È stato condannato a 18 anni di carcere Giuliano Donatone 37 anni, che il 23 giugno scorso uccise con 50 coltellate nell’abitazione ai Parioli la moglie Elvira Scarano 34 anni che si era separata da lui. La pena è stata disposta dal gup Sandro Di Lorenzo con rito abbreviato. Donatone, difeso dall’avvocato Francesco Caroleo Grimaldi, è stato condannato per omicidio volontario aggravato dalla crudeltà e dal fatto che sia stato compiuto ai danni della moglie, oltre che per reati precedentemente commessi sempre ai danni della consorte (minacce, lesioni, maltrattamenti). Il gup ha invece assolto l’imputato dal reato di violenza sessuale ed ha escluso la premeditazione. Il pm Pierluigi Cipolla aveva sollecitato una condanna a 20 anni.
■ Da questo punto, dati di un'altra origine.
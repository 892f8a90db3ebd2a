//! Error message extraction from upstream bodies

use serde_json::Value;

/// Decode the `error.message` of a failed upstream response.
///
/// Only structured bodies are inspected: `application/json` (an object, or an
/// array whose first element is the error object) and `text/event-stream`
/// (the first `data:` line that parses as JSON). Anything else yields `None`.
pub fn extract_message(content_type: Option<&str>, body: &[u8]) -> Option<String> {
    let content_type = content_type?;
    if content_type.contains("application/json") {
        let value: Value = serde_json::from_slice(body).ok()?;
        return error_message(&value);
    }
    if content_type.contains("text/event-stream") {
        let text = std::str::from_utf8(body).ok()?;
        let value = text
            .lines()
            .filter_map(|line| line.strip_prefix("data:"))
            .find_map(|data| serde_json::from_str::<Value>(data.trim()).ok())?;
        return error_message(&value);
    }
    None
}

fn error_message(value: &Value) -> Option<String> {
    let value = match value {
        Value::Array(items) => items.first()?,
        other => other,
    };
    value
        .get("error")?
        .get("message")?
        .as_str()
        .map(str::to_string)
}
fn transport_failure(state: &ProxyState, e: reqwest::Error, request_id: &str) -> Response {
    if e.is_timeout() {
        crate::metrics::record_upstream_error("timeout");
        error!(error = %e, timeout = ?state.settings.timeout, "upstream timeout");
        fail(
            state,
            StatusCode::GATEWAY_TIMEOUT,
            &format!("upstream timeout after {:?}", state.settings.timeout),
            request_id,
        )
    } else {
        crate::metrics::record_upstream_error("connection");
        error!(error = %e, "upstream request failed");
        fail(
            state,
            StatusCode::BAD_GATEWAY,
            &format!("upstream error: {e}"),
            request_id,
        )
    }
}

fn pool_failure(state: &ProxyState, e: key_pool::Error, request_id: &str) -> Response {
    match e {
        key_pool::Error::PoolExhausted => {
            error!("no alive keys in pool");
            fail(
                state,
                StatusCode::SERVICE_UNAVAILABLE,
                "no alive API keys in pool",
                request_id,
            )
        }
        other => {
            error!(error = %other, "key acquisition failed");
            fail(
                state,
                StatusCode::SERVICE_UNAVAILABLE,
                "key pool unavailable",
                request_id,
            )
        }
    }
}

/// `acquire()` failed after an upstream failure was already in hand. Only an
/// empty pool is reported by the gateway; storage trouble returns the
/// upstream failure as is.
fn reacquire_failure(
    state: &ProxyState,
    e: key_pool::Error,
    failure: UpstreamFailure,
    request_id: &str,
) -> Response {
    if matches!(e, key_pool::Error::PoolExhausted) {
        return pool_failure(state, e, request_id);
    }
    warn!(
        error = %e,
        status = failure.status.as_u16(),
        "could not acquire next key, returning upstream failure"
    );
    failure.into_response()
}

fn replay_failure(state: &ProxyState, e: crate::body::ReplayError, request_id: &str) -> Response {
    error!(error = %e, "request body replay failed");
    fail(
        state,
        StatusCode::INTERNAL_SERVER_ERROR,
        &e.to_string(),
        request_id,
    )
}

/// Upstream URL plus the key found in the query string, if any.
struct UpstreamTarget {
    url: String,
    query_credential: Option<String>,
}

/// Base URL + inbound path and query. The credential query parameter is
/// removed; every other parameter is kept.
fn upstream_target(settings: &ForwardSettings, uri: &Uri) -> Result<UpstreamTarget, String> {
    let base = settings.upstream_url.trim_end_matches('/');
    let path = uri.path();
    let Some(query) = uri.query() else {
        return Ok(UpstreamTarget {
            url: format!("{base}{path}"),
            query_credential: None,
        });
    };

    let mut url = Url::parse(&format!("{base}{path}?{query}")).map_err(|e| e.to_string())?;
    let param = settings.credential_query_param.as_str();
    let mut found = false;
    let mut credential = None;
    let mut kept = Vec::new();
    for (name, value) in url.query_pairs() {
        if name == param {
            found = true;
            if credential.is_none() && !value.is_empty() {
                credential = Some(value.into_owned());
            }
        } else {
            kept.push((name.into_owned(), value.into_owned()));
        }
    }

    if !found {
        return Ok(UpstreamTarget {
            url: format!("{base}{path}?{query}"),
            query_credential: None,
        });
    }
    if kept.is_empty() {
        url.set_query(None);
    } else {
        url.query_pairs_mut().clear().extend_pairs(kept);
    }
    Ok(UpstreamTarget {
        url: url.into(),
        query_credential: credential,
    })
}

fn header_credential(headers: &HeaderMap, name: &HeaderName) -> Option<String> {
    headers
        .get(name)
        .and_then(|value| value.to_str().ok())
        .map(str::trim)
        .filter(|value| !value.is_empty())
        .map(str::to_owned)
}

/// Inbound headers minus hop-by-hop, `host`, the credential header and the
/// configured edge headers.
fn outbound_headers(inbound: &HeaderMap, settings: &ForwardSettings) -> HeaderMap {
    let mut headers = HeaderMap::new();
    for (name, value) in inbound {
        let stripped = is_hop_by_hop(name.as_str())
            || *name == HOST
            || *name == settings.credential_header
            || settings
                .strip_headers
                .iter()
                .any(|h| h.eq_ignore_ascii_case(name.as_str()));
        if !stripped {
            headers.append(name.clone(), value.clone());
        }
    }
    headers
}

/// Check if a header is hop-by-hop (should be stripped before forwarding)
pub fn is_hop_by_hop(name: &str) -> bool {
    HOP_BY_HOP_HEADERS
        .iter()
        .any(|h| h.eq_ignore_ascii_case(name))
}
#[cfg(test)]
mod tests {
    use super::*;
    use keystore::{KeyId, MemoryKeyStore, StoreFuture};
    use metrics_exporter_prometheus::PrometheusBuilder;

    fn fast_settings(rotation: Rotation) -> PoolSettings {
        PoolSettings {
            rotation,
            conflict_backoff: Duration::from_millis(1),
            max_conflict_retries: 32,
        }
    }

    fn pool_with(keys: &[&str]) -> (KeyPool, Arc<MemoryKeyStore>) {
        let store = Arc::new(MemoryKeyStore::with_keys(keys.iter().copied()));
        let pool = KeyPool::new(store.clone(), fast_settings(Rotation::RoundRobin));
        (pool, store)
    }

    async fn acquire_values(pool: &KeyPool, n: usize) -> Vec<String> {
        let mut out = Vec::new();
        for _ in 0..n {
            out.push(pool.acquire().await.unwrap().value);
        }
        out
    }

    #[tokio::test]
    async fn round_robin_visits_every_key_in_id_order_and_wraps() {
        let (pool, _) = pool_with(&["a", "b", "c"]);
        assert_eq!(
            acquire_values(&pool, 6).await,
            vec!["a", "b", "c", "a", "b", "c"]
        );
    }

    #[tokio::test]
    async fn round_robin_starts_after_the_stored_cursor() {
        let (pool, store) = pool_with(&["a", "b", "c"]);
        store.set_cursor(KeyId(1)).await.unwrap();
        assert_eq!(acquire_values(&pool, 3).await, vec!["b", "c", "a"]);
        assert_eq!(store.get_cursor().await.unwrap(), Some(KeyId(1)));
    }

    #[tokio::test]
    async fn acquire_stamps_strictly_increasing_last_used() {
        let (pool, _) = pool_with(&["only"]);
        let first = pool.acquire().await.unwrap();
        let second = pool.acquire().await.unwrap();
        assert!(first.last_used > 0);
        assert!(second.last_used > first.last_used);
    }

    #[tokio::test(flavor = "multi_thread", worker_threads = 4)]
    async fn concurrent_acquires_never_share_a_key_within_a_round() {
        let keys: Vec<String> = (0..8).map(|i| format!("key-{i}")).collect();
        let store = Arc::new(MemoryKeyStore::with_keys(&keys));
        let pool = Arc::new(KeyPool::new(store, fast_settings(Rotation::RoundRobin)));

        let mut handles = Vec::new();
        for _ in 0..keys.len() {
            let pool = pool.clone();
            handles.push(tokio::spawn(async move { pool.acquire().await.unwrap().id }));
        }

        let mut ids = Vec::new();
        for handle in handles {
            ids.push(handle.await.unwrap().0);
        }
        ids.sort_unstable();
        assert_eq!(ids, (1..=8).collect::<Vec<u64>>());
    }

    #[tokio::test]
    async fn quarantined_key_is_never_acquired_until_registered_again() {
        let (pool, _) = pool_with(&["a", "b"]);
        pool.quarantine("a").await.unwrap();
        assert_eq!(acquire_values(&pool, 4).await, vec!["b", "b", "b", "b"]);
        assert_eq!(pool.count().await.unwrap(), 1);
        assert!(!pool.validate("a").await.unwrap());

        let record = pool.register("a").await.unwrap();
        assert_eq!(record.value, "a");
        assert!(record.alive);
        assert!(pool.validate("a").await.unwrap());
        assert_eq!(pool.count().await.unwrap(), 2);

        let mut round = acquire_values(&pool, 2).await;
        round.sort();
        assert_eq!(round, vec!["a", "b"], "reactivated key is back in rotation");
    }

    #[tokio::test]
    async fn quarantine_is_idempotent_and_ignores_unknown_keys() {
        let (pool, _) = pool_with(&["a"]);
        pool.quarantine("a").await.unwrap();
        pool.quarantine("a").await.unwrap();
        pool.quarantine("never-seen").await.unwrap();
        assert_eq!(pool.count().await.unwrap(), 0);
        assert_eq!(pool.list().await.unwrap().len(), 1);
    }

    #[tokio::test]
    async fn empty_or_fully_quarantined_pool_is_exhausted() {
        let (pool, _) = pool_with(&[]);
        assert!(matches!(pool.acquire().await, Err(Error::PoolExhausted)));

        let (pool, _) = pool_with(&["a"]);
        pool.quarantine("a").await.unwrap();
        assert!(matches!(pool.acquire().await, Err(Error::PoolExhausted)));
    }

    #[tokio::test]
    async fn register_inserts_unknown_key_unvalidated() {
        let (pool, _) = pool_with(&["a"]);
        let record = pool.register("new").await.unwrap();
        assert_eq!(record.value, "new");
        assert_eq!(record.last_used, 0);
        assert!(pool.validate("new").await.unwrap());
        assert_eq!(pool.count().await.unwrap(), 2);
    }

    #[tokio::test]
    async fn register_of_alive_key_defers_to_rotation() {
        let (pool, _) = pool_with(&["a", "b"]);
        let record = pool.register("b").await.unwrap();
        assert_eq!(record.value, "a", "alive keys go through acquire()");
    }

    #[tokio::test]
    async fn register_rejects_empty_key() {
        let (pool, _) = pool_with(&[]);
        assert!(matches!(
            pool.register("").await,
            Err(Error::InvalidKey(_))
        ));
    }

    #[tokio::test]
    async fn import_reports_outcome_and_leaves_rotation_alone() {
        let (pool, store) = pool_with(&["a"]);
        assert_eq!(pool.import("b").await.unwrap(), ImportOutcome::Inserted);
        assert_eq!(pool.import("b").await.unwrap(), ImportOutcome::AlreadyAlive);
        pool.quarantine("b").await.unwrap();
        assert_eq!(pool.import("b").await.unwrap(), ImportOutcome::Reactivated);
        assert_eq!(store.get_cursor().await.unwrap(), None);
        assert!(matches!(pool.import("").await, Err(Error::InvalidKey(_))));
    }

    #[tokio::test]
    async fn summary_counts_alive_and_quarantined() {
        let (pool, _) = pool_with(&["a", "b", "c"]);
        pool.quarantine("b").await.unwrap();
        assert_eq!(
            pool.summary().await.unwrap(),
            PoolSummary {
                keys_total: 3,
                keys_alive: 2,
                keys_quarantined: 1,
            }
        );
    }

    #[tokio::test]
    async fn least_recently_used_rotation_picks_oldest_key() {
        let store = Arc::new(MemoryKeyStore::with_keys(["a", "b", "c"]));
        for (id, last_used) in [(1, 300), (2, 100), (3, 200)] {
            assert!(
                store
                    .conditional_update_last_used(KeyId(id), 0, last_used)
                    .await
                    .unwrap()
            );
        }
        let pool = KeyPool::new(store.clone(), fast_settings(Rotation::LeastRecentlyUsed));
        assert_eq!(acquire_values(&pool, 3).await, vec!["b", "c", "a"]);
        assert_eq!(store.get_cursor().await.unwrap(), Some(KeyId(1)));
    }

    /// Store where one of the two claim writes always loses, as if another
    /// replica kept winning every round.
    struct Contended {
        inner: MemoryKeyStore,
        lose_cursor: bool,
        lose_stamp: bool,
    }

    impl Contended {
        fn new(keys: &[&str], lose_cursor: bool, lose_stamp: bool) -> Self {
            Self {
                inner: MemoryKeyStore::with_keys(keys.iter().copied()),
                lose_cursor,
                lose_stamp,
            }
        }
    }

    impl KeyStore for Contended {
        fn insert<'a>(&'a self, value: &'a str) -> StoreFuture<'a, KeyRecord> {
            self.inner.insert(value)
        }
        fn next_alive_after(&self, cursor: Option<KeyId>) -> StoreFuture<'_, Option<KeyRecord>> {
            self.inner.next_alive_after(cursor)
        }
        fn least_recently_used_alive(&self) -> StoreFuture<'_, Option<KeyRecord>> {
            self.inner.least_recently_used_alive()
        }
        fn conditional_update_last_used(
            &self,
            id: KeyId,
            expected_previous: u64,
            new_value: u64,
        ) -> StoreFuture<'_, bool> {
            if self.lose_stamp {
                return Box::pin(async { Ok(false) });
            }
            self.inner
                .conditional_update_last_used(id, expected_previous, new_value)
        }
        fn advance_cursor(&self, expected: Option<KeyId>, next: KeyId) -> StoreFuture<'_, bool> {
            if self.lose_cursor {
                return Box::pin(async { Ok(false) });
            }
            self.inner.advance_cursor(expected, next)
        }
        fn set_alive<'a>(&'a self, value: &'a str, alive: bool) -> StoreFuture<'a, bool> {
            self.inner.set_alive(value, alive)
        }
        fn find_by_value<'a>(&'a self, value: &'a str) -> StoreFuture<'a, Option<KeyRecord>> {
            self.inner.find_by_value(value)
        }
        fn count_alive(&self) -> StoreFuture<'_, usize> {
            self.inner.count_alive()
        }
        fn list(&self) -> StoreFuture<'_, Vec<KeyRecord>> {
            self.inner.list()
        }
        fn get_cursor(&self) -> StoreFuture<'_, Option<KeyId>> {
            self.inner.get_cursor()
        }
        fn set_cursor(&self, id: KeyId) -> StoreFuture<'_, ()> {
            self.inner.set_cursor(id)
        }
    }

    #[tokio::test]
    async fn repeated_conflicts_surface_as_contention() {
        let store = Arc::new(Contended::new(&["a"], true, false));
        let pool = KeyPool::new(
            store,
            PoolSettings {
                rotation: Rotation::RoundRobin,
                conflict_backoff: Duration::from_millis(1),
                max_conflict_retries: 3,
            },
        );
        assert!(matches!(pool.acquire().await, Err(Error::Contention(3))));
    }

    #[tokio::test]
    async fn lost_stamp_hands_the_cursor_back() {
        let store = Arc::new(Contended::new(&["a", "b", "c"], false, true));
        store.set_cursor(KeyId(1)).await.unwrap();
        let pool = KeyPool::new(
            store.clone(),
            PoolSettings {
                rotation: Rotation::RoundRobin,
                conflict_backoff: Duration::from_millis(1),
                max_conflict_retries: 3,
            },
        );

        assert!(matches!(pool.acquire().await, Err(Error::Contention(3))));
        assert_eq!(
            store.get_cursor().await.unwrap(),
            Some(KeyId(1)),
            "no key was issued, so no slot is skipped"
        );
    }

    #[tokio::test]
    async fn pool_counters_are_recorded() {
        let recorder = PrometheusBuilder::new().build_recorder();
        let handle = recorder.handle();
        let _guard = metrics::set_default_local_recorder(&recorder);

        let (pool, _) = pool_with(&["a"]);
        pool.import("b").await.unwrap();
        pool.quarantine("a").await.unwrap();

        let output = handle.render();
        assert!(output.contains("key_pool_quarantined_total"), "got: {output}");
        assert!(output.contains("outcome=\"inserted\""), "got: {output}");
    }
}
Il difensore di Donatone si è dichiarato «complessivamente soddisfatto» della pena, annunciando comunque che ricorrerà in appello. I fatti risalgono al 23 giugno scorso quando Donatone uccise la moglie colpendola decine di volte con un coltello mentre in casa c’erano anche i due figli, di 5 e 12 anni: proprio loro diedero l’allarme.